Refraction of Light • Light waves travel faster in air than in water and slower in glass than water. • More dense = slower light • When light enters a different medium, speed changes and it bends. • Bending of light due to change in speed = REFRACTION
Wave Interference • the phenomenon which occurs when two waves meet while traveling along the same medium • constructive = waves add to produce a larger wave • destructive = waves cancel to produce a smaller wave CONSTRUCTIVE DESTRUCTIVE
The Doppler Effect • observed whenever the source of waves is moving with respect to an observer • an apparent change in frequency occurs • toward = higher frequency • away = lower frequency
Electricity • Electrons carry a negative charge. • Lost electrons = positive charge • Gained electrons = negative charge • REMEMBER: • Like charges repel • Opposites attract
Electrical Circuits SERIES • Current flows in a closed circuit • Ohm’s Law • V = IR • Two types of circuits: • Series (single path) • Parallel (poly paths) PARALLEL
Electromagnet • One can make an electromagnet with a nail, battery, and wire • When current flows through the coiled wire, the nail becomes magnetized.

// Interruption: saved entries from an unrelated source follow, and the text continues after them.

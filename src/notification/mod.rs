use crate::error::Error;
use crate::models::{Order, OrderStatus};

/// Outbound messages about the run
///
/// Calls are best effort: implementations swallow and log their own failures.
pub trait Notifier: Send + Sync {
    fn notify(&self, text: &str);

    fn on_order(&self, order: &Order);

    fn on_error(&self, err: &Error);
}

/// Notifier that writes through tracing
#[derive(Debug, Default, Clone, Copy)]
pub struct LogNotifier;

impl Notifier for LogNotifier {
    fn notify(&self, text: &str) {
        tracing::info!("{}", text);
    }

    fn on_order(&self, order: &Order) {
        let title = match order.status {
            OrderStatus::Filled => "✅ ORDER FILLED",
            OrderStatus::New => "🆕 NEW ORDER",
            OrderStatus::Canceled | OrderStatus::Rejected => "❌ ORDER CANCELED / REJECTED",
            _ => "ORDER UPDATE",
        };
        tracing::info!("{} {}", title, order);
    }

    fn on_error(&self, err: &Error) {
        tracing::error!("🛑 {}", err);
    }
}
// Order lifecycle: controller, event feed and per-pair results
pub mod controller;
pub mod feed;
pub mod summary;

pub use controller::{Controller, ControllerStatus};
pub use feed::{OrderConsumer, OrderFeed};
pub use summary::Summary;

Discussion • Aristotle claimed that objects fell at a rate proportional to their weight, so that heavier objects fell faster than lighter objects. Explain why you think he was correct or he was wrong. How could one determine whether or not he was correct?
Lesson Summarized • Write a sentence that explains the system being discussed. • Draw a graphic organizer for each system in this lesson. Show the relationship of the parts of the system to the whole within each system.
Short Quiz Answers • A force is a push or a pull. Unbalanced (net) forces result in acceleration. • The object ejected from a spacecraft near Earth will most likely fall into the Earth due to gravity while the object ejected in deep space will travel at a constant speed until acted on by an unbalanced force (Newton's First Law of Motion). • Sound and ocean waves are both mechanical waves because they both require matter to transmit energy. • Light and sound both transfer energy, but light does not require matter to transfer energy while sound does. In other words, light waves will travel in a vacuum while sound waves will not.